Re: [PATCH v3 bpf-next 5/8] bpf: use module_alloc_huge for bpf_prog_pack

From: Edgecombe, Rick P
Date: Fri May 20 2022 - 23:20:37 EST


On Fri, 2022-05-20 at 18:00 -0700, Luis Chamberlain wrote:
> although VM_FLUSH_RESET_PERMS is rather new my concern here is we're
> essentially enabling sloppy users to grow without also addressing
> what if we have to take the leash back to support
> VM_FLUSH_RESET_PERMS
> properly? If the hack to support this on other architectures other
> than
> x86 is as simple as the one you in vm_remove_mappings() today:
>
> if (flush_reset &&
> !IS_ENABLED(CONFIG_ARCH_HAS_SET_DIRECT_MAP)) {
> set_memory_nx(addr, area->nr_pages);
> set_memory_rw(addr, area->nr_pages);
> }
>
> then I suppose this isn't a big deal. I'm just concerned here this
> being
> a slippery slope of sloppiness leading to something which we will
> regret later.
>
> My intution tells me this shouldn't be a big issue, but I just want
> to
> confirm.

Yea, I commented the same concern on the last thread:

https://lore.kernel.org/lkml/83a69976cb93e69c5ad7a9511b5e57c402eee19d.camel@xxxxxxxxx/

Song said he plans to make kprobes and ftrace work with this new
allocator. If that happens VM_FLUSH_RESET_PERMS would only have one
user - modules. Care to chime in with your plans for modules? If there
are actual near term plans to keep working on this,
VM_FLUSH_RESET_PERMS might be changed again or turn into something
else. Like if we are about to re-think everything, then it doesn't
matter as much to fix what would then be old.
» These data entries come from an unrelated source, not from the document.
//! Exposes view snapshots to Prometheus scrapes.
//!
//! [`PrometheusCollector`] implements [`prometheus::core::Collector`], so it can be registered in
//! any [`prometheus::Registry`]. Every call to `collect` takes a fresh snapshot of the views.
//!
//! | Aggregation    | Window     | Prometheus type |
//! |----------------|------------|-----------------|
//! | `Count`        | cumulative | counter         |
//! | `Count`        | interval   | gauge           |
//! | `Sum`          | any        | gauge           |
//! | `LastValue`    | any        | gauge           |
//! | `Distribution` | any        | histogram       |

use prometheus::{
    core::{Collector, Desc},
    proto as pp,
};

use crate::{
    aggregation::{AggregationData, AggregationKind, DistributionData},
    manager::ViewManager,
    snapshot::{Row, Snapshot, ViewData},
    view::Window,
};

/// A [`Collector`] serving on-demand snapshots of a [`ViewManager`].
///
/// # Example
/// ```rust
/// use statsview::{MeasureRegistry, PrometheusCollector, ViewManager};
///
/// let views = ViewManager::new(&MeasureRegistry::new());
/// let registry = prometheus::Registry::new();
/// registry.register(Box::new(PrometheusCollector::new(&views))).unwrap();
/// ```
#[derive(Debug, Clone)]
pub struct PrometheusCollector {
    manager: ViewManager,
}

impl PrometheusCollector {
    pub fn new(manager: &ViewManager) -> Self {
        Self { manager: manager.clone() }
    }

    /// Convert a snapshot into metric families, one per view with at least one row.
    pub fn families(&self, snapshot: &Snapshot) -> Vec<pp::MetricFamily> {
        snapshot.views.iter().filter_map(family).collect()
    }
}

impl Collector for PrometheusCollector {
    /// Views come and go at runtime, so no descriptors are declared up front.
    fn desc(&self) -> Vec<&Desc> {
        Vec::new()
    }

    fn collect(&self) -> Vec<pp::MetricFamily> {
        self.families(&self.manager.snapshot())
    }
}

fn family(data: &ViewData) -> Option<pp::MetricFamily> {
    if data.rows.is_empty() {
        return None;
    }

    let view = &data.view;
    let help = if view.description().is_empty() {
        view.measure().description()
    } else {
        view.description()
    };

    let metric_type = match (view.aggregation().kind(), view.window()) {
        (AggregationKind::Count, Window::Cumulative) => pp::MetricType::COUNTER,
        (AggregationKind::Count, Window::Interval(_)) => pp::MetricType::GAUGE,
        (AggregationKind::Sum | AggregationKind::LastValue, _) => pp::MetricType::GAUGE,
        (AggregationKind::Distribution, _) => pp::MetricType::HISTOGRAM,
    };

    let mut family = pp::MetricFamily::default();
    family.set_name(sanitize(view.name()));
    family.set_help(help.to_owned());
    family.set_field_type(metric_type);
    family.set_metric(data.rows.iter().map(|row| metric(row, metric_type)).collect());

    Some(family)
}

fn metric(row: &Row, metric_type: pp::MetricType) -> pp::Metric {
    let labels = row
        .tags
        .iter()
        .map(|(key, value)| {
            let mut pair = pp::LabelPair::default();
            pair.set_name(sanitize(key.name()));
            pair.set_value(value.clone());
            pair
        })
        .collect();

    let mut m = pp::Metric::from_label(labels);
    match &row.data {
        AggregationData::Count(count) => {
            let value = *count as f64;
            if metric_type == pp::MetricType::COUNTER {
                let mut counter = pp::Counter::default();
                counter.set_value(value);
                m.set_counter(counter);
            } else {
                m.set_gauge(gauge(value));
            }
        }
        // Sums may decrease, so they are exported as gauges.
        AggregationData::Sum(sum) => m.set_gauge(gauge(sum.as_f64())),
        AggregationData::LastValue { value, .. } => m.set_gauge(gauge(value.as_f64())),
        AggregationData::Distribution(dist) => m.set_histogram(histogram(dist)),
    }

    m
}

fn gauge(value: f64) -> pp::Gauge {
    let mut gauge = pp::Gauge::default();
    gauge.set_value(value);
    gauge
}

fn histogram(dist: &DistributionData) -> pp::Histogram {
    let mut histogram = pp::Histogram::default();
    histogram.set_sample_count(dist.count);
    histogram.set_sample_sum(dist.sum);

    // The `+Inf` bucket is derived from the sample count by the encoder.
    let buckets = dist
        .cumulative_buckets()
        .map(|(upper_bound, cumulative_count)| {
            let mut bucket = pp::Bucket::default();
            bucket.set_upper_bound(upper_bound);
            bucket.set_cumulative_count(cumulative_count);
            bucket
        })
        .collect();
    histogram.set_bucket(buckets);

    histogram
}

/// Map a view or tag name onto the Prometheus name charset `[a-zA-Z0-9_]`, not starting with a
/// digit.
pub(crate) fn sanitize(name: &str) -> String {
    let mut out: String =
        name.chars().map(|c| if c.is_ascii_alphanumeric() { c } else { '_' }).collect();
    if out.starts_with(|c: char| c.is_ascii_digit()) {
        out.insert(0, '_');
    }
    out
}
use std::{collections::HashSet, sync::Arc, time::Duration};

use crate::{
    aggregation::Aggregation,
    collector::sanitize,
    error::{Result, StatsError},
    measure::{Measure, MeasureDescriptor, MeasureNumber},
    tag::TagKey,
};

/// When the aggregated state of a view resets.
#[derive(Debug, Clone, Copy, PartialEq, Eq)]
pub enum Window {
    /// Accumulate from subscription until unsubscription.
    Cumulative,
    /// Reset to the identity state at every fixed interval, counted from subscription.
    Interval(Duration),
}

/// A view aggregates the measurements of one measure, optionally grouped by tag keys.
///
/// Views are inert until subscribed through a [`crate::ViewManager`].
#[derive(Debug, Clone)]
pub struct View {
    name: String,
    description: String,
    measure: Arc<MeasureDescriptor>,
    aggregation: Aggregation,
    window: Window,
    tag_keys: Vec<TagKey>,
}

impl View {
    /// Start building a view over `measure`. Defaults to a cumulative [`Aggregation::Count`]
    /// with no tag keys.
    pub fn builder<N: MeasureNumber>(name: impl Into<String>, measure: &Measure<N>) -> ViewBuilder {
        ViewBuilder {
            name: name.into(),
            description: String::new(),
            measure: Arc::clone(measure.descriptor()),
            aggregation: Aggregation::Count,
            window: Window::Cumulative,
            tag_keys: Vec::new(),
        }
    }

    pub fn name(&self) -> &str {
        &self.name
    }

    pub fn description(&self) -> &str {
        &self.description
    }

    pub fn measure(&self) -> &Arc<MeasureDescriptor> {
        &self.measure
    }

    pub fn aggregation(&self) -> &Aggregation {
        &self.aggregation
    }

    pub fn window(&self) -> Window {
        self.window
    }

    /// The tag keys rows are grouped by, sorted.
    pub fn tag_keys(&self) -> &[TagKey] {
        &self.tag_keys
    }
}

/// Builder for [`View`].
#[derive(Debug, Clone)]
pub struct ViewBuilder {
    name: String,
    description: String,
    measure: Arc<MeasureDescriptor>,
    aggregation: Aggregation,
    window: Window,
    tag_keys: Vec<TagKey>,
}

impl ViewBuilder {
    pub fn description(mut self, description: impl Into<String>) -> Self {
        self.description = description.into();
        self
    }

    pub fn aggregation(mut self, aggregation: Aggregation) -> Self {
        self.aggregation = aggregation;
        self
    }

    pub fn window(mut self, window: Window) -> Self {
        self.window = window;
        self
    }

    /// Group rows by these tag keys. Measurements recorded without all of them are not
    /// aggregated into this view.
    pub fn tag_keys<I: IntoIterator<Item = TagKey>>(mut self, keys: I) -> Self {
        self.tag_keys = keys.into_iter().collect();
        self
    }

    /// Build the view. Aggregation compatibility is checked on subscription.
    ///
    /// Tag keys must stay distinct once mapped to Prometheus label names, and distributions
    /// cannot use `le`, which names the bucket label.
    pub fn build(self) -> Result<View> {
        if self.name.is_empty() {
            return Err(StatsError::InvalidName(self.name));
        }

        match self.window {
            Window::Interval(interval) if interval.is_zero() => {
                return Err(StatsError::InvalidWindow(interval));
            }
            _ => {}
        }

        let mut tag_keys = self.tag_keys;
        tag_keys.sort();
        tag_keys.dedup();

        let is_distribution = matches!(self.aggregation, Aggregation::Distribution(_));
        let mut labels = HashSet::with_capacity(tag_keys.len());
        for key in &tag_keys {
            let label = sanitize(key.name());
            if (is_distribution && label == "le") || !labels.insert(label) {
                return Err(StatsError::TagKeyConflict {
                    view: self.name,
                    key: key.name().to_owned(),
                });
            }
        }

        Ok(View {
            name: self.name,
            description: self.description,
            measure: self.measure,
            aggregation: self.aggregation,
            window: self.window,
            tag_keys,
        })
    }
}
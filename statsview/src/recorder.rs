use std::{
    sync::{Arc, atomic::Ordering},
    time::SystemTime,
};

use tracing::trace;

use crate::{manager::Shared, measure::Measurement, tag::TagSet};

/// The ingestion path: routes measurements to every view subscribed to their measure.
///
/// Recording never fails and never waits on exporters. Cheap to clone and safe to share between
/// threads.
#[derive(Debug, Clone)]
pub struct Recorder {
    shared: Arc<Shared>,
}

impl Recorder {
    pub(crate) fn new(shared: Arc<Shared>) -> Self {
        Self { shared }
    }

    /// Record `measurements` with the given tags, timestamped now.
    pub fn record<I>(&self, tags: &TagSet, measurements: I)
    where
        I: IntoIterator<Item = Measurement>,
    {
        self.record_at(tags, SystemTime::now(), measurements)
    }

    /// Record `measurements` with the given tags and timestamp.
    ///
    /// Measurements of measures with no subscribed view are ignored. A view skips a measurement,
    /// counted in [`Recorder::dropped`], when it is grouped by tag keys missing from `tags` or
    /// when it aggregates a distribution and the value is not finite.
    pub fn record_at<I>(&self, tags: &TagSet, at: SystemTime, measurements: I)
    where
        I: IntoIterator<Item = Measurement>,
    {
        let routes = self.shared.routes.load();
        if routes.is_empty() {
            return;
        }

        let _cut = self.shared.cut.read();
        for measurement in measurements {
            let Some(aggregators) = routes.get(measurement.measure().name()) else { continue };

            for aggregator in aggregators {
                // Same name from another registry.
                if !Arc::ptr_eq(aggregator.view().measure(), measurement.descriptor()) {
                    continue;
                }

                if !aggregator.update(tags, measurement.value(), at) {
                    self.shared.dropped.fetch_add(1, Ordering::Relaxed);
                    trace!(
                        view = aggregator.view().name(),
                        measure = measurement.measure().name(),
                        "Dropped measurement rejected by view"
                    );
                }
            }
        }
    }

    /// Number of measurement updates skipped because of missing tag keys or non-finite
    /// distribution values.
    pub fn dropped(&self) -> u64 {
        self.shared.dropped.load(Ordering::Relaxed)
    }
}
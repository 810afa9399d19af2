//! Aggregations reduce the measurements routed to a view into a single value per row.
//! - [`Aggregation::Count`]: number of measurements, values are ignored.
//! - [`Aggregation::Sum`]: exact sum of the recorded values.
//! - [`Aggregation::LastValue`]: most recent value.
//! - [`Aggregation::Distribution`]: histogram over fixed bucket bounds, plus summary statistics.

use std::{fmt, sync::Arc, time::SystemTime};

use crate::{
    error::{Result, StatsError},
    measure::{NumericKind, Value},
};

/// The aggregation applied by a view.
#[derive(Debug, Clone, PartialEq)]
pub enum Aggregation {
    Count,
    Sum,
    LastValue,
    /// Buckets with inclusive upper bounds, plus one overflow bucket.
    Distribution(Arc<[f64]>),
}

/// The kind of an [`Aggregation`], without its configuration.
#[derive(Debug, Clone, Copy, PartialEq, Eq, Hash)]
pub enum AggregationKind {
    Count,
    Sum,
    LastValue,
    Distribution,
}

impl fmt::Display for AggregationKind {
    fn fmt(&self, f: &mut fmt::Formatter<'_>) -> fmt::Result {
        match self {
            Self::Count => write!(f, "Count"),
            Self::Sum => write!(f, "Sum"),
            Self::LastValue => write!(f, "LastValue"),
            Self::Distribution => write!(f, "Distribution"),
        }
    }
}

impl Aggregation {
    /// A distribution aggregation over the given bucket bounds.
    pub fn distribution<B: Into<Vec<f64>>>(bounds: B) -> Self {
        Self::Distribution(bounds.into().into())
    }

    pub fn kind(&self) -> AggregationKind {
        match self {
            Self::Count => AggregationKind::Count,
            Self::Sum => AggregationKind::Sum,
            Self::LastValue => AggregationKind::LastValue,
            Self::Distribution(_) => AggregationKind::Distribution,
        }
    }

    /// Check that this aggregation can be applied to measures of `kind`.
    ///
    /// Distributions need float measures and finite, strictly increasing bounds.
    pub(crate) fn validate(&self, view: &str, kind: NumericKind) -> Result<()> {
        let Self::Distribution(bounds) = self else { return Ok(()) };

        if kind != NumericKind::Float64 {
            return Err(StatsError::IncompatibleAggregation {
                view: view.to_owned(),
                aggregation: self.kind(),
                kind,
            });
        }

        let increasing = bounds.windows(2).all(|pair| pair[0] < pair[1]);
        if !increasing || bounds.iter().any(|b| !b.is_finite()) {
            return Err(StatsError::InvalidBuckets { view: view.to_owned() });
        }

        Ok(())
    }

    /// Whether `value` can be applied. Distributions only take finite values.
    pub(crate) fn accepts(&self, value: Value) -> bool {
        match self {
            Self::Distribution(_) => value.as_f64().is_finite(),
            _ => true,
        }
    }

    /// The identity state for this aggregation: zero count, zero sum, empty distribution.
    pub(crate) fn identity(&self, kind: NumericKind) -> AggregationData {
        match self {
            Self::Count => AggregationData::Count(0),
            Self::Sum => AggregationData::Sum(Value::zero(kind)),
            Self::LastValue => {
                AggregationData::LastValue { value: Value::zero(kind), timestamp: None }
            }
            Self::Distribution(bounds) => {
                AggregationData::Distribution(DistributionData::new(Arc::clone(bounds)))
            }
        }
    }
}

/// The aggregated state of a single row of a view.
#[derive(Debug, Clone, PartialEq)]
pub enum AggregationData {
    Count(u64),
    Sum(Value),
    /// `timestamp` is `None` until the first measurement.
    LastValue { value: Value, timestamp: Option<SystemTime> },
    Distribution(DistributionData),
}

impl AggregationData {
    /// Apply one measurement.
    pub(crate) fn update(&mut self, value: Value, at: SystemTime) {
        match self {
            Self::Count(count) => *count += 1,
            Self::Sum(sum) => *sum = sum.add(value),
            Self::LastValue { value: last, timestamp } => {
                // Measurements carrying an older timestamp don't overwrite newer ones.
                if timestamp.is_none_or(|t| at >= t) {
                    *last = value;
                    *timestamp = Some(at);
                }
            }
            Self::Distribution(dist) => dist.add(value.as_f64()),
        }
    }
}

/// Histogram buckets and summary statistics of a distribution row.
#[derive(Debug, Clone, PartialEq)]
pub struct DistributionData {
    bounds: Arc<[f64]>,
    /// Per-bucket counts. The last entry counts values above the largest bound.
    pub bucket_counts: Vec<u64>,
    pub count: u64,
    pub sum: f64,
    pub mean: f64,
    pub min: f64,
    pub max: f64,
    pub sum_of_squared_deviation: f64,
}

impl DistributionData {
    fn new(bounds: Arc<[f64]>) -> Self {
        let bucket_counts = vec![0; bounds.len() + 1];
        Self {
            bounds,
            bucket_counts,
            count: 0,
            sum: 0.0,
            mean: 0.0,
            min: f64::INFINITY,
            max: f64::NEG_INFINITY,
            sum_of_squared_deviation: 0.0,
        }
    }

    fn add(&mut self, v: f64) {
        // First bucket whose upper bound is >= v, or the overflow bucket.
        let idx = self.bounds.partition_point(|bound| *bound < v);
        self.bucket_counts[idx] += 1;

        self.count += 1;
        self.sum += v;
        self.min = self.min.min(v);
        self.max = self.max.max(v);

        let delta = v - self.mean;
        self.mean += delta / self.count as f64;
        self.sum_of_squared_deviation += delta * (v - self.mean);
    }

    pub fn bounds(&self) -> &[f64] {
        &self.bounds
    }

    /// Sample variance, or 0 with fewer than two values.
    pub fn variance(&self) -> f64 {
        if self.count < 2 {
            return 0.0;
        }
        self.sum_of_squared_deviation / (self.count - 1) as f64
    }

    /// `(upper bound, cumulative count)` for every finite bucket.
    pub fn cumulative_buckets(&self) -> impl Iterator<Item = (f64, u64)> + '_ {
        self.bounds.iter().zip(&self.bucket_counts).scan(0, |acc, (bound, count)| {
            *acc += count;
            Some((*bound, *acc))
        })
    }
}

#[cfg(test)]
mod tests {
    use std::time::Duration;

    use super::*;

    fn now() -> SystemTime {
        SystemTime::now()
    }

    #[test]
    fn count_ignores_values() {
        let mut data = Aggregation::Count.identity(NumericKind::Float64);
        for v in [1.0, -3.0, 1e9] {
            data.update(Value::Float(v), now());
        }
        assert_eq!(data, AggregationData::Count(3));
    }

    #[test]
    fn sum_is_exact() {
        let mut data = Aggregation::Sum.identity(NumericKind::Int64);
        for v in [5, -2, 40, 0] {
            data.update(Value::Int(v), now());
        }
        assert_eq!(data, AggregationData::Sum(Value::Int(43)));

        let mut data = Aggregation::Sum.identity(NumericKind::Float64);
        for v in [0.5, 0.25, 2.0] {
            data.update(Value::Float(v), now());
        }
        assert_eq!(data, AggregationData::Sum(Value::Float(2.75)));
    }

    #[test]
    fn last_value_respects_timestamps() {
        let t0 = SystemTime::UNIX_EPOCH + Duration::from_secs(1_000);
        let mut data = Aggregation::LastValue.identity(NumericKind::Int64);

        data.update(Value::Int(1), t0);
        data.update(Value::Int(2), t0 + Duration::from_secs(2));
        // Late arrival with an older timestamp.
        data.update(Value::Int(3), t0 + Duration::from_secs(1));

        let latest = Some(t0 + Duration::from_secs(2));
        assert_eq!(data, AggregationData::LastValue { value: Value::Int(2), timestamp: latest });

        // Same timestamp overwrites.
        data.update(Value::Int(4), t0 + Duration::from_secs(2));
        assert!(matches!(data, AggregationData::LastValue { value: Value::Int(4), .. }));
    }

    #[test]
    fn last_value_first_write_wins() {
        let before_epoch = SystemTime::UNIX_EPOCH - Duration::from_secs(60);
        let mut data = Aggregation::LastValue.identity(NumericKind::Int64);
        assert!(matches!(data, AggregationData::LastValue { timestamp: None, .. }));

        data.update(Value::Int(9), before_epoch);
        assert_eq!(
            data,
            AggregationData::LastValue { value: Value::Int(9), timestamp: Some(before_epoch) }
        );
    }

    #[test]
    fn distribution_rejects_non_finite() {
        let dist = Aggregation::distribution([1.0, 10.0]);
        assert!(dist.accepts(Value::Float(5.0)));
        assert!(!dist.accepts(Value::Float(f64::NAN)));
        assert!(!dist.accepts(Value::Float(f64::INFINITY)));
        assert!(!dist.accepts(Value::Float(f64::NEG_INFINITY)));

        assert!(Aggregation::Count.accepts(Value::Float(f64::NAN)));
        assert!(Aggregation::Sum.accepts(Value::Float(f64::INFINITY)));
    }

    #[test]
    fn distribution_buckets_and_stats() {
        let agg = Aggregation::distribution([1.0, 5.0, 10.0]);
        let mut data = agg.identity(NumericKind::Float64);
        for v in [0.5, 1.0, 3.0, 5.0, 7.0, 12.0] {
            data.update(Value::Float(v), now());
        }

        let AggregationData::Distribution(dist) = data else { panic!("not a distribution") };
        // Upper bounds are inclusive.
        assert_eq!(dist.bucket_counts, vec![2, 2, 1, 1]);
        assert_eq!(dist.count, 6);
        assert_eq!(dist.sum, 28.5);
        assert!((dist.mean - 4.75).abs() < 1e-12);
        assert_eq!(dist.min, 0.5);
        assert_eq!(dist.max, 12.0);

        // Hand-computed: sum((x - 4.75)^2) = 92.875
        assert!((dist.sum_of_squared_deviation - 92.875).abs() < 1e-9);
        assert!((dist.variance() - 92.875 / 5.0).abs() < 1e-9);

        let cumulative: Vec<_> = dist.cumulative_buckets().collect();
        assert_eq!(cumulative, vec![(1.0, 2), (5.0, 4), (10.0, 5)]);
    }

    #[test]
    fn empty_distribution() {
        let data = Aggregation::distribution(Vec::<f64>::new()).identity(NumericKind::Float64);
        let AggregationData::Distribution(dist) = data else { panic!("not a distribution") };
        assert_eq!(dist.bucket_counts, vec![0]);
        assert_eq!(dist.variance(), 0.0);
    }

    #[test]
    fn validate_distribution() {
        let ok = Aggregation::distribution([0.0, 1.0, 2.5]);
        assert!(ok.validate("v", NumericKind::Float64).is_ok());

        assert_eq!(
            ok.validate("v", NumericKind::Int64),
            Err(StatsError::IncompatibleAggregation {
                view: "v".to_owned(),
                aggregation: AggregationKind::Distribution,
                kind: NumericKind::Int64,
            })
        );

        for bad in [vec![1.0, 1.0], vec![2.0, 1.0], vec![0.0, f64::NAN], vec![f64::INFINITY]] {
            assert!(matches!(
                Aggregation::distribution(bad).validate("v", NumericKind::Float64),
                Err(StatsError::InvalidBuckets { .. })
            ));
        }

        for agg in [Aggregation::Count, Aggregation::Sum, Aggregation::LastValue] {
            assert!(agg.validate("v", NumericKind::Int64).is_ok());
            assert!(agg.validate("v", NumericKind::Float64).is_ok());
        }
    }
}
//! Periodic export of view snapshots to [`Sink`]s.
//!
//! A [`Reporter`] ticks every [`ViewManager::reporting_period`], takes a snapshot and hands it to
//! each sink. Every sink has a single-slot mailbox: if a sink is still busy with a previous
//! snapshot when the next tick arrives, the undelivered snapshot is replaced by the newer one and
//! counted in [`ReporterStats::overwritten`].

use std::{
    sync::{
        Arc,
        atomic::{AtomicBool, AtomicU64, Ordering},
    },
    thread,
};

use parking_lot::Mutex;
use tokio::sync::{Notify, oneshot};
use tracing::{debug, info, warn};

use crate::{manager::ViewManager, sink::Sink, snapshot::Snapshot};

/// Exports snapshots of a [`ViewManager`] to sinks on a fixed cadence.
#[derive(Debug)]
pub struct Reporter;

impl Reporter {
    /// Start configuring a reporter for the views of `manager`.
    pub fn builder(manager: &ViewManager) -> ReporterBuilder {
        ReporterBuilder { manager: manager.clone(), sinks: Vec::new() }
    }
}

/// A builder for a [`Reporter`].
#[derive(Debug)]
pub struct ReporterBuilder {
    manager: ViewManager,
    sinks: Vec<Arc<dyn Sink>>,
}

impl ReporterBuilder {
    /// Add a sink.
    pub fn with_sink(mut self, sink: impl Sink) -> Self {
        self.sinks.push(Arc::new(sink));
        self
    }

    /// Add a sink that is shared with other owners.
    pub fn with_shared_sink(mut self, sink: Arc<dyn Sink>) -> Self {
        self.sinks.push(sink);
        self
    }

    /// Start reporting in the background.
    ///
    /// # Behavior
    /// - If a Tokio runtime is available, use it to spawn the reporter.
    /// - Otherwise, spawn a new single-threaded Tokio runtime on a thread, and run the reporter
    ///   there.
    ///
    /// The reporter stops when [`ReporterHandle::shutdown`] is called or the handle is dropped.
    pub fn start(self) -> std::io::Result<ReporterHandle> {
        let (stop_tx, stop_rx) = oneshot::channel();
        let (done_tx, done_rx) = oneshot::channel();
        let stats = Arc::new(ReporterStats::default());

        let fut = run(self.manager, self.sinks, Arc::clone(&stats), stop_rx, done_tx);

        if let Ok(runtime) = tokio::runtime::Handle::try_current() {
            runtime.spawn(fut);
        } else {
            let runtime = tokio::runtime::Builder::new_current_thread().enable_all().build()?;

            thread::Builder::new()
                .name("statsview-reporter".to_owned())
                .spawn(move || runtime.block_on(fut))?;
        }

        Ok(ReporterHandle { stop: Some(stop_tx), done: done_rx, stats })
    }
}

/// Controls a running reporter.
#[derive(Debug)]
pub struct ReporterHandle {
    stop: Option<oneshot::Sender<()>>,
    done: oneshot::Receiver<()>,
    stats: Arc<ReporterStats>,
}

impl ReporterHandle {
    /// Counters describing the reporter's activity so far.
    pub fn stats(&self) -> &ReporterStats {
        &self.stats
    }

    /// Stop ticking and wait for in-flight sink writes to finish. Snapshots that were not yet
    /// picked up by their sink are dropped.
    pub async fn shutdown(mut self) {
        if let Some(stop) = self.stop.take() {
            let _ = stop.send(());
        }
        let _ = (&mut self.done).await;
    }
}

/// Counters maintained by a running reporter.
#[derive(Debug, Default)]
pub struct ReporterStats {
    ticks: AtomicU64,
    delivered: AtomicU64,
    failed: AtomicU64,
    overwritten: AtomicU64,
}

impl ReporterStats {
    /// Snapshots taken.
    pub fn ticks(&self) -> u64 {
        self.ticks.load(Ordering::Relaxed)
    }

    /// Successful sink writes.
    pub fn delivered(&self) -> u64 {
        self.delivered.load(Ordering::Relaxed)
    }

    /// Failed sink writes.
    pub fn failed(&self) -> u64 {
        self.failed.load(Ordering::Relaxed)
    }

    /// Snapshots replaced in a sink's mailbox before the sink picked them up.
    pub fn overwritten(&self) -> u64 {
        self.overwritten.load(Ordering::Relaxed)
    }
}

/// Holds at most one pending snapshot for a sink.
#[derive(Debug, Default)]
struct Mailbox {
    slot: Mutex<Option<Arc<Snapshot>>>,
    closed: AtomicBool,
    notify: Notify,
}

impl Mailbox {
    /// Returns `true` if an undelivered snapshot was replaced.
    fn put(&self, snapshot: Arc<Snapshot>) -> bool {
        let replaced = self.slot.lock().replace(snapshot).is_some();
        self.notify.notify_one();
        replaced
    }

    async fn take(&self) -> Option<Arc<Snapshot>> {
        loop {
            if self.closed.load(Ordering::Acquire) {
                return None;
            }
            if let Some(snapshot) = self.slot.lock().take() {
                return Some(snapshot);
            }
            self.notify.notified().await;
        }
    }

    fn close(&self) {
        self.closed.store(true, Ordering::Release);
        self.notify.notify_one();
    }
}

async fn run(
    manager: ViewManager,
    sinks: Vec<Arc<dyn Sink>>,
    stats: Arc<ReporterStats>,
    mut stop: oneshot::Receiver<()>,
    done: oneshot::Sender<()>,
) {
    let mut mailboxes = Vec::with_capacity(sinks.len());
    let mut deliveries = Vec::with_capacity(sinks.len());
    for sink in sinks {
        let mailbox = Arc::new(Mailbox::default());
        deliveries.push(tokio::spawn(deliver(sink, Arc::clone(&mailbox), Arc::clone(&stats))));
        mailboxes.push(mailbox);
    }

    info!(sinks = mailboxes.len(), period = ?manager.reporting_period(), "Reporter started");

    loop {
        // Read at every tick boundary so period changes apply from the next tick.
        let period = manager.reporting_period();
        tokio::select! {
            // Either an explicit stop or a dropped handle.
            _ = &mut stop => break,
            _ = tokio::time::sleep(period) => {}
        }

        let snapshot = Arc::new(manager.snapshot());
        stats.ticks.fetch_add(1, Ordering::Relaxed);

        for mailbox in &mailboxes {
            if mailbox.put(Arc::clone(&snapshot)) {
                stats.overwritten.fetch_add(1, Ordering::Relaxed);
                debug!("Sink still busy, dropped undelivered snapshot");
            }
        }
    }

    for mailbox in &mailboxes {
        mailbox.close();
    }
    for delivery in deliveries {
        let _ = delivery.await;
    }

    info!("Reporter stopped");
    let _ = done.send(());
}

async fn deliver(sink: Arc<dyn Sink>, mailbox: Arc<Mailbox>, stats: Arc<ReporterStats>) {
    while let Some(snapshot) = mailbox.take().await {
        let writer = Arc::clone(&sink);
        match tokio::task::spawn_blocking(move || writer.write(&snapshot)).await {
            Ok(Ok(())) => {
                stats.delivered.fetch_add(1, Ordering::Relaxed);
            }
            Ok(Err(e)) => {
                stats.failed.fetch_add(1, Ordering::Relaxed);
                warn!(?sink, error = %e, "Failed to write snapshot");
            }
            Err(e) => {
                stats.failed.fetch_add(1, Ordering::Relaxed);
                warn!(?sink, error = %e, "Sink write panicked");
            }
        }
    }
}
Besides not fixing VM_FLUSH_RESET_PERMS/hibernate though, I think this
allocator still feels a little rough. For example I don't think we
actually know how much the huge mappings are helping. It is also
allocating memory in a big chunk from a single node and reusing it,
where before we were allocating based on numa node for each jit. Would
some user's suffer from that? Maybe it's obvious to others, but I would
have expected to see more discussion of MM things like that.

But I like general direction of caching and using text_poke() to write
the jits a lot. However it works, it seems to make a big impact in at
least some workloads.

So yea, seems sloppy, but probably (...I guess?) more good for users
then sloppy for us.